When Google launched its’ Penguin and Panda updates to its search engine algorithm, it became pretty obvious that the gig was up when it came to using backlinks to improve an individual web page’s site ranking. For years, black hat IMers had been packing their pages with inorganic backlinks because – up until the updates, anyway – having tons of backlinks in general could land you on the front page for your keywords. And if you included links from authoritative sites – such as About.com or Wikipedia – you had a very good chance of landing in the top spot! Panda/Penguin was a response to that flaw in the system.
You Gotta Have Backlinks! Or do You?
But there’s still been a lingering belief among Internet marketers that backlinks were still important, regardless of what Google said. And because Google keeps the details of how its algorithm work so hush-hush, no one ever knew for sure. I mean, backlinks couldn’t hurt, right? Wrong. At least that’s the impression John Mueller, Google’s Webmaster Trends analyst, gave during a Google+ Hangout session on February 13. Google hinted that if you bet all the ranch on backlinks to improve your web rankings, you’d be downsizing to a ranchette.
‘I’d Try to Avoid That’
When asked by a Hangouts participant whether backlinks had any value for improving rankings, Mueller quickly replied, “In general I’d try to avoid that.” Loose lips sink ships and Google has protected the inner workings of its search engine algorithm as if they were state secrets (and given the recent revelations from the NSA, they may actually be!). But Mueller may have tipped the Internet giant’s hand slightly – either by accident or on purpose – by revealing what may be the first glimpse inside the inner workings of the search engine.
Straight from the Horse’s Mouth?
Here’s the full text of Mueller’s answer:
“So that you are really sure that your content kind of stands on its own and make it possible for other people, of course, to link to your content,” Mueller continued. “Make it easy, maybe, put a little widget on your page, ‘If you like this, this is how you can link to it.’ Make sure that the URLs on your web site are easy to copy and paste. All of those things make it a little bit easier. “We do use links as part of our algorithm,” he said. “But we use lots and lots of other factors as well. So only focusing on links is probably going to cause more problems for your web site than actually helps.”
This could be the clue that marketers have been hoping for about the way the Google search engine actually works. It certainly will have aftershocks for those people still selling automatic link-building software. It’s not often that a Google executive lets something as revealing as this drop. And it’s going to be interesting to watch the consequences among top Internet marketers.
The most logical interpretation of Mueller’s remarks is that too much link building – such as stuffing your blog or web pages with links or including inorganic links that are truly relevant to your content – eventually will be sniffed out by the Google algorithm. But that’s something we already knew, or at least suspected.

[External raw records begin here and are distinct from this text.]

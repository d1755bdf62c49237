//! Browser backing stores for the settings cache.

pub mod extension_sync;
pub mod local_storage;
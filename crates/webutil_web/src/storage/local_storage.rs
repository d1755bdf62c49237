//! `localStorage`-backed settings store.
//!
//! A `DOMException` from the storage API (or from merely touching `window.localStorage`) means
//! the browser refuses persistent storage and is reported as [`StorageError::AccessDenied`], so
//! the settings cache can keep working in memory. Any other exception is a host failure.

use webutil_host::{BackendKind, SettingsBackend, StorageError};

#[derive(Debug, Clone, Copy, Default)]
/// Settings store backed by `window.localStorage`.
pub struct LocalStorageBackend;

#[cfg(target_arch = "wasm32")]
impl LocalStorageBackend {
    fn storage(self) -> Result<web_sys::Storage, StorageError> {
        let window = web_sys::window()
            .ok_or_else(|| StorageError::Host("window unavailable".to_string()))?;
        window
            .local_storage()
            .map_err(|err| classify("window.localStorage", err))?
            .ok_or_else(|| StorageError::AccessDenied("localStorage unavailable".to_string()))
    }
}

#[cfg(target_arch = "wasm32")]
fn classify(operation: &str, err: wasm_bindgen::JsValue) -> StorageError {
    use wasm_bindgen::JsCast;

    let detail = match err.dyn_ref::<web_sys::DomException>() {
        Some(exception) => format!("{operation}: {}: {}", exception.name(), exception.message()),
        None => return StorageError::Host(format!("{operation}: {err:?}")),
    };
    StorageError::AccessDenied(detail)
}

impl SettingsBackend for LocalStorageBackend {
    fn kind(&self) -> BackendKind {
        BackendKind::Local
    }

    fn get(&self, name: &str) -> Result<Option<String>, StorageError> {
        #[cfg(target_arch = "wasm32")]
        {
            self.storage()?
                .get_item(name)
                .map_err(|err| classify("localStorage.getItem", err))
        }

        #[cfg(not(target_arch = "wasm32"))]
        {
            let _ = name;
            Ok(None)
        }
    }

    fn set(&self, entries: &[(&str, &str)]) -> Result<(), StorageError> {
        #[cfg(target_arch = "wasm32")]
        {
            let storage = self.storage()?;
            for (name, value) in entries {
                storage
                    .set_item(name, value)
                    .map_err(|err| classify("localStorage.setItem", err))?;
            }
            Ok(())
        }

        #[cfg(not(target_arch = "wasm32"))]
        {
            let _ = entries;
            Ok(())
        }
    }

    fn remove(&self, name: &str) -> Result<(), StorageError> {
        #[cfg(target_arch = "wasm32")]
        {
            self.storage()?
                .remove_item(name)
                .map_err(|err| classify("localStorage.removeItem", err))
        }

        #[cfg(not(target_arch = "wasm32"))]
        {
            let _ = name;
            Ok(())
        }
    }
}

#[cfg(test)]
mod tests {
    use webutil_host::SettingsCache;

    use super::*;

    #[cfg(not(target_arch = "wasm32"))]
    #[test]
    fn non_wasm_local_storage_is_empty_and_successful() {
        let store = LocalStorageBackend;
        let store_obj: &dyn SettingsBackend = &store;
        assert_eq!(store_obj.kind(), BackendKind::Local);
        assert_eq!(store_obj.get("quality").expect("get"), None);
        store_obj.set(&[("quality", "6")]).expect("set");
        store_obj.remove("quality").expect("remove");

        let mut cache = SettingsCache::new(store);
        cache.write("quality", "6").expect("write");
        assert_eq!(
            cache.read("quality", None).expect("read"),
            Some("6".to_string())
        );
    }
}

What This Means to Website Owners
So what does this mean to the average ordinary Joe trying to make money online? It pretty much goes back to the basics – provide real, informative, engaging content that readers can be entertained by or learn from, etc. Throwing up a generic, ready-to-use website that contains the same articles, photos and, yeah, sales pitches, found on dozens (if not hundreds) of other sites doesn’t cut it.
Your website should have a purpose and that purpose can be to put money in your pocket. But in order to do so, you MUST give visitors value in exchange for their time, email address, and hard earned cash. If you, indeed, are helping others in some way – even if you are just giving them one bright spot in a very gray day – they will let others know about you. In a good way.
Following Mueller’s suggestion that you make it easy for visitors to share the good news about your website is a no-brainer. Word of mouth has long been known to be one of the best methods of getting new clients, offline and online. The easier you make it for others to spread the word about you, the more likely they are to do so. (Why do you think the Easy Button is so popular?) Make sure your website has the social share buttons placed prominently in position near your content. Test the buttons to make sure the word is getting out.
The bottom line is that if, in fact, too much link building does actually cause your rankings to tumble, you probably will just have to wait a few more months before Googles’ next rumored search engine algorithm drops. If there’s one thing Google’s successful at – other than owning the Internet’s most important search engine – it’s keeping people guessing on how to outsmart it. Perhaps it’s time to quit wasting time trying to figure out how to beat the system and, instead, do it the old fashioned way. Put some muscle into it and actually do the work. In the words of Nike, Just Do It!